DIRECTIONS: Print this span of the material below exactly: the line with "node.parent_id = Some(new_parent_id.to_string());", the line with "pub fn set_theme(mut", and every line between them, but nothing else.

»»

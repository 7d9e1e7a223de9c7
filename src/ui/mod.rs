pub mod canvas;
pub mod constants;
pub mod help;
pub mod mindmap;
pub mod status_line;
pub mod text;


use crate::app::{AppMode, AppState};
use help::HelpRenderer;
use mindmap::MindMapRenderer;
use ratatui::{
    layout::{Constraint, Direction, Layout},
    Frame,
};
use status_line::StatusLineRenderer;

// Main render function
pub fn render(frame: &mut Frame, app: &AppState) {
    let chunks = Layout::default()
        .direction(Direction::Vertical)
        .constraints([Constraint::Min(1), Constraint::Length(1)])
        .split(frame.area());

    // Render based on mode
    match &app.mode {
        AppMode::Help => HelpRenderer::render(frame, chunks[0]),
        _ => MindMapRenderer::new(app).render(frame, chunks[0]),
    }

    StatusLineRenderer::render(frame, app, chunks[1]);
}
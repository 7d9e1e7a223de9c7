use crate::ai::AiError;
use crate::app::AppState;

/// Claims the in-flight guard for the selected node and queues the request
/// for the event loop to hand to a worker.
pub fn request_ideas(app: &mut AppState) {
    if app.config.idea_command.is_none() {
        app.set_message("No idea_command configured");
        return;
    }
    let Some(id) = app.selected_node_id.clone() else {
        return;
    };

    match app.begin_ai_generation(&id) {
        Ok(request) => {
            log::info!("requesting ideas for node {}", id);
            app.pending_request = Some(request);
            app.set_message("Generating ideas...");
        }
        // A request already in flight: this one is dropped
        Err(e) => app.set_message(e.to_string()),
    }
}

/// Merges a settled request into the current map.
pub fn apply_ideas(app: &mut AppState, result: Result<Vec<String>, AiError>) {
    match app.finish_ai_generation(result) {
        Ok(0) => app.set_message("The generator returned no ideas"),
        Ok(count) => app.set_message(format!("Added {} idea(s)", count)),
        Err(e) => app.set_message(e.to_string()),
    }
}
use ai_mindmap::app::{AppMode, AppState};
use ai_mindmap::config::AppConfig;
use ai_mindmap::store::MindMapStore;
use ai_mindmap::ui;
use insta::assert_snapshot;
use ratatui::{backend::TestBackend, Terminal};

fn create_test_app(title: &str) -> AppState {
    let mut store = MindMapStore::in_memory();
    store.create_mind_map(Some(title));
    AppState::new(AppConfig::default(), store)
}

fn rendered_rows(app: &AppState, width: u16, height: u16) -> Vec<String> {
    let backend = TestBackend::new(width, height);
    let mut terminal = Terminal::new(backend).unwrap();
    terminal.draw(|frame| ui::render(frame, app)).unwrap();

    let buffer = terminal.backend().buffer();
    (0..height)
        .map(|y| (0..width).map(|x| buffer[(x, y)].symbol()).collect())
        .collect()
}

#[test]
fn test_render_lone_root() {
    let app = create_test_app("Solo");

    let backend = TestBackend::new(60, 8);
    let mut terminal = Terminal::new(backend).unwrap();
    terminal.draw(|frame| ui::render(frame, &app)).unwrap();

    assert_snapshot!(terminal.backend(), @r#"
    "                                                            "
    "                                                            "
    "                                                            "
    "                            Solo                            "
    "                                                            "
    "                                                            "
    "                                                            "
    "Solo | 1 nodes | saved | auto-save on | AI idle             "
    "#);
}

#[test]
fn test_render_children_and_edges() {
    let mut app = create_test_app("Trip");
    let root = app.root_id().unwrap();
    let east = app.add_child(&root, Some("Beach")).unwrap();
    app.add_child(&root, Some("Mountains")).unwrap();
    app.add_child(&east, Some("Snorkel")).unwrap();

    let rows = rendered_rows(&app, 100, 30);
    let canvas = &rows[..29];

    for label in ["Trip", "Beach", "Mountains", "Snorkel"] {
        assert!(canvas.iter().any(|r| r.contains(label)), "{} not drawn", label);
    }
    assert!(canvas.iter().any(|r| r.contains('·')));
    assert!(rows[29].starts_with("Trip | 4 nodes | saved"));
}

#[test]
fn test_render_help_screen() {
    let mut app = create_test_app("Help");
    app.mode = AppMode::Help;

    let rows = rendered_rows(&app, 60, 40);
    assert!(rows.iter().any(|r| r.contains("ai-mindmap Help")));
    assert!(rows.iter().any(|r| r.contains("Generate AI ideas")));
    assert!(rows[39].starts_with("Press ESC or q to close help"));
}
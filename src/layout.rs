use crate::model::{Node, Position};
use crate::tree::{build_tree, LayoutTree};
use indextree::NodeId as ArenaId;
use std::collections::HashMap;
use std::f64::consts::{FRAC_PI_2, TAU};

pub const DEFAULT_CENTER_X: f64 = 400.0;
pub const DEFAULT_CENTER_Y: f64 = 300.0;
pub const DEFAULT_LEVEL_DISTANCE: f64 = 200.0;
/// Extra ring distance added per level to reduce crowding further out.
pub const DEFAULT_LEVEL_INCREMENT: f64 = 50.0;
/// Centre angle of the root's full-circle sector.
pub const DEFAULT_ROOT_ANGLE: f64 = FRAC_PI_2;

/// Share of a child's slot handed down to its own children below level 1.
const SECTOR_NARROWING: f64 = 0.9;
/// Widest cone a node below level 1 may spread its children over.
const MAX_CHILD_SECTOR: f64 = FRAC_PI_2;

#[derive(Debug, Clone, Copy, PartialEq)]
pub struct LayoutConfig {
    pub center_x: f64,
    pub center_y: f64,
    pub level_distance: f64,
    pub level_increment: f64,
    pub root_angle: f64,
}

impl Default for LayoutConfig {
    fn default() -> Self {
        Self {
            center_x: DEFAULT_CENTER_X,
            center_y: DEFAULT_CENTER_Y,
            level_distance: DEFAULT_LEVEL_DISTANCE,
            level_increment: DEFAULT_LEVEL_INCREMENT,
            root_angle: DEFAULT_ROOT_ANGLE,
        }
    }
}

impl LayoutConfig {
    /// Ring distance between a node at `level` and its children.
    pub fn distance(&self, level: usize) -> f64 {
        self.level_distance + level as f64 * self.level_increment
    }
}

#[derive(Debug, Clone, PartialEq)]
pub struct LayoutNode {
    pub id: String,
    pub position: Position,
    pub level: usize,
    pub is_root: bool,
    pub node: Node,
}

#[derive(Debug, Clone, PartialEq, Eq)]
pub struct Edge {
    pub id: String,
    pub source: String,
    pub target: String,
}

impl Edge {
    fn between(parent: &str, child: &str) -> Self {
        Self {
            id: format!("{}-{}", parent, child),
            source: parent.to_string(),
            target: child.to_string(),
        }
    }
}

/// Axis-aligned box around every positioned node.
#[derive(Debug, Clone, Copy, PartialEq, Default)]
pub struct Bounds {
    pub min_x: f64,
    pub min_y: f64,
    pub max_x: f64,
    pub max_y: f64,
}

impl Bounds {
    pub fn width(&self) -> f64 {
        self.max_x - self.min_x
    }

    pub fn height(&self) -> f64 {
        self.max_y - self.min_y
    }
}

#[derive(Debug, Clone, PartialEq, Default)]
pub struct LayoutEngine {
    /// Positioned nodes in depth-first order.
    pub nodes: Vec<LayoutNode>,
    pub edges: Vec<Edge>,
    pub bounds: Bounds,
    index: HashMap<String, usize>,
}

impl LayoutEngine {
    pub fn new() -> Self {
        Self::default()
    }

    /// Positions every node reachable from the root of `nodes` on concentric
    /// rings. Unreachable nodes are skipped.
    pub fn calculate_layout(nodes: &[Node], config: &LayoutConfig) -> Self {
        let mut engine = Self::new();

        if let Some(tree) = build_tree(nodes) {
            let center = Position::new(config.center_x, config.center_y);
            engine.layout_subtree(&tree, config, tree.root, center, config.root_angle, TAU, 0);
            engine.calculate_bounds();
        }

        log::trace!(
            "radial layout: {} of {} nodes placed, {} edges",
            engine.nodes.len(),
            nodes.len(),
            engine.edges.len()
        );
        engine
    }

    #[allow(clippy::too_many_arguments)]
    fn layout_subtree(
        &mut self,
        tree: &LayoutTree,
        config: &LayoutConfig,
        arena_id: ArenaId,
        position: Position,
        angle: f64,
        angle_range: f64,
        level: usize,
    ) {
        let Some(node) = tree.node(arena_id) else {
            return;
        };

        self.index.insert(node.id.clone(), self.nodes.len());
        self.nodes.push(LayoutNode {
            id: node.id.clone(),
            position,
            level,
            is_root: level == 0,
            node: node.clone(),
        });

        let children: Vec<ArenaId> = arena_id.children(&tree.arena).collect();
        if children.is_empty() {
            return;
        }

        let child_count = children.len() as f64;
        let distance = config.distance(level);
        let angle_step = angle_range / child_count;
        let sector_start = angle - angle_range / 2.0;

        for (i, child_id) in children.into_iter().enumerate() {
            let Some(child) = tree.node(child_id) else {
                continue;
            };

            let child_angle = sector_start + angle_step * (i as f64 + 0.5);
            let child_position = Position::new(
                position.x + child_angle.cos() * distance,
                position.y + child_angle.sin() * distance,
            );

            self.edges.push(Edge::between(&node.id, &child.id));

            let child_range = if level == 0 {
                TAU / child_count
            } else {
                (angle_step * SECTOR_NARROWING).min(MAX_CHILD_SECTOR)
            };

            self.layout_subtree(tree, config, child_id, child_position, child_angle, child_range, level + 1);
        }
    }

    fn calculate_bounds(&mut self) {
        let mut iter = self.nodes.iter();
        let Some(first) = iter.next() else {
            self.bounds = Bounds::default();
            return;
        };

        let mut bounds = Bounds {
            min_x: first.position.x,
            min_y: first.position.y,
            max_x: first.position.x,
            max_y: first.position.y,
        };
        for layout in iter {
            bounds.min_x = bounds.min_x.min(layout.position.x);
            bounds.min_y = bounds.min_y.min(layout.position.y);
            bounds.max_x = bounds.max_x.max(layout.position.x);
            bounds.max_y = bounds.max_y.max(layout.position.y);
        }
        self.bounds = bounds;
    }

    pub fn get(&self, id: &str) -> Option<&LayoutNode> {
        self.index.get(id).map(|&i| &self.nodes[i])
    }

    pub fn contains(&self, id: &str) -> bool {
        self.index.contains_key(id)
    }

    /// Closest node lying in the half-plane given by `(direction_x,
    /// direction_y)`, measured from the node `from`.
    pub fn nearest_in_direction(&self, from: &str, direction_x: f64, direction_y: f64) -> Option<&str> {
        let origin = self.get(from)?.position;

        let mut best_distance = f64::MAX;
        let mut best_node = None;

        for layout in &self.nodes {
            if layout.id == from {
                continue;
            }

            let dx = layout.position.x - origin.x;
            let dy = layout.position.y - origin.y;

            // Projection onto the direction must be positive
            let along = dx * direction_x + dy * direction_y;
            if along <= 0.0 {
                continue;
            }

            // Penalise sideways drift so straight moves win
            let across = (dx * direction_y - dy * direction_x).abs();
            let distance = along + across * 2.0;

            if distance < best_distance {
                best_distance = distance;
                best_node = Some(layout.id.as_str());
            }
        }

        best_node
    }
}

/// Convenience wrapper returning positioned nodes and edges with default
/// canvas parameters.
pub fn nodes_and_edges(nodes: &[Node]) -> (Vec<LayoutNode>, Vec<Edge>) {
    let engine = LayoutEngine::calculate_layout(nodes, &LayoutConfig::default());
    (engine.nodes, engine.edges)
}

/// Normalises an angle into `[0, 2π)`.
pub fn normalize_angle(angle: f64) -> f64 {
    let wrapped = angle % TAU;
    if wrapped < 0.0 {
        wrapped + TAU
    } else {
        wrapped
    }
}

/// Angle of `to` as seen from `from`, in `[0, 2π)`.
pub fn angle_between(from: Position, to: Position) -> f64 {
    normalize_angle((to.y - from.y).atan2(to.x - from.x))
}
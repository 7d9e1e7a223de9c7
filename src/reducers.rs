//! Pure `MindMap -> MindMap` transformations, applied through
//! [`MindMapStore::update_current_mind_map`](crate::store::MindMapStore::update_current_mind_map).

use crate::model::{now, MindMap, Node, ThemeColor};
use crate::tree;

pub fn append_nodes(mut map: MindMap, nodes: Vec<Node>) -> MindMap {
    map.nodes.extend(nodes);
    map
}

/// Sets a node's content and, when given, its colour.
pub fn update_node(mut map: MindMap, id: &str, content: &str, color: Option<ThemeColor>) -> MindMap {
    if let Some(node) = map.get_node_mut(id) {
        node.content = content.to_string();
        if let Some(color) = color {
            node.color = color;
        }
        node.updated_at = now();
    }
    map
}

pub fn set_color(mut map: MindMap, id: &str, color: ThemeColor) -> MindMap {
    if let Some(node) = map.get_node_mut(id) {
        node.color = color;
        node.updated_at = now();
    }
    map
}

/// Removes `id` and every node below it.
pub fn delete_subtree(mut map: MindMap, id: &str) -> MindMap {
    let mut doomed = tree::descendants_of(&map.nodes, id);
    doomed.insert(id.to_string());
    map.nodes.retain(|n| !doomed.contains(&n.id));
    map
}

/// Re-attaches `id` under `new_parent_id`. Left unchanged when the move
/// would break the tree.
pub fn move_node(mut map: MindMap, id: &str, new_parent_id: &str) -> MindMap {
    if tree::can_reparent(&map.nodes, id, new_parent_id).is_err() {
        return map;
    }
    if let Some(node) = map.get_node_mut(id) {
        node.parent_id = Some(new_parent_id.to_string());
        node.updated_at = now();
    }
    map
}

/// Renames the map; the root node mirrors the title.
pub fn rename(mut map: MindMap, title: &str) -> MindMap {
    map.title = title.to_string();
    let root_id = map.root().map(|r| r.id.clone());
    if let Some(root_id) = root_id {
        map = update_node(map, &root_id, title, None);
    }
    map
}

pub fn set_theme(mut map: MindMap, theme: ThemeColor) -> MindMap {
    map.theme = theme;
    map
}

#[cfg(test)]
mod tests {
    use super::*;

    fn sample() -> MindMap {
        let mut map = MindMap::new("Root", ThemeColor::Ocean);
        let root = map.nodes[0].id.clone();
        map.nodes.push(Node::new("a", "A", Some(root.clone())));
        map.nodes.push(Node::new("b", "B", Some("a".to_string())));
        map.nodes.push(Node::new("c", "C", Some(root)));
        map
    }

    fn ids(map: &MindMap) -> Vec<&str> {
        map.nodes.iter().map(|n| n.id.as_str()).collect()
    }

    #[test]
    fn test_delete_subtree_cascades() {
        let map = sample();
        let root = map.nodes[0].id.clone();
        let map = delete_subtree(map, "a");
        assert_eq!(ids(&map), vec![root.as_str(), "c"]);
    }

    #[test]
    fn test_delete_leaf_only_removes_leaf() {
        let map = delete_subtree(sample(), "b");
        assert_eq!(map.nodes.len(), 3);
        assert!(!map.contains("b"));
    }

    #[test]
    fn test_delete_missing_is_noop() {
        let map = sample();
        assert_eq!(delete_subtree(map.clone(), "zzz"), map);
    }

    #[test]
    fn test_update_node_keeps_color_when_none() {
        let map = update_node(sample(), "a", "Renamed", None);
        let a = map.get_node("a").unwrap();
        assert_eq!(a.content, "Renamed");
        assert_eq!(a.color, ThemeColor::Ocean);

        let map = update_node(map, "a", "Renamed", Some(ThemeColor::Blossom));
        assert_eq!(map.get_node("a").unwrap().color, ThemeColor::Blossom);
    }

    #[test]
    fn test_set_color() {
        let map = set_color(sample(), "c", ThemeColor::Forest);
        assert_eq!(map.get_node("c").unwrap().color, ThemeColor::Forest);
    }

    #[test]
    fn test_move_node() {
        let map = move_node(sample(), "c", "b");
        assert_eq!(map.get_node("c").unwrap().parent_id.as_deref(), Some("b"));

        // Moving a node under its own descendant is refused
        let map = move_node(map, "a", "c");
        assert_eq!(map.get_node("a").unwrap().parent_id, Some(map.nodes[0].id.clone()));
    }

    #[test]
    fn test_rename_updates_root() {
        let map = rename(sample(), "Holiday");
        assert_eq!(map.title, "Holiday");
        assert_eq!(map.root().unwrap().content, "Holiday");
    }

    #[test]
    fn test_append_nodes_preserves_order() {
        let map = append_nodes(
            sample(),
            vec![
                Node::new("x", "X", Some("c".to_string())),
                Node::new("y", "Y", Some("c".to_string())),
            ],
        );
        assert_eq!(&ids(&map)[4..], &["x", "y"]);
    }
}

««

OUTPUT FOR THIS TASK:
        node.parent_id = Some(new_parent_id.to_string());
        node.updated_at = now();
    }
    map
}

/// Renames the map; the root node mirrors the title.
pub fn rename(mut map: MindMap, title: &str) -> MindMap {
    map.title = title.to_string();
    let root_id = map.root().map(|r| r.id.clone());
    if let Some(root_id) = root_id {
        map = update_node(map, &root_id, title, None);
    }
    map
}

pub fn set_theme(mut map: MindMap, theme: ThemeColor) -> MindMap {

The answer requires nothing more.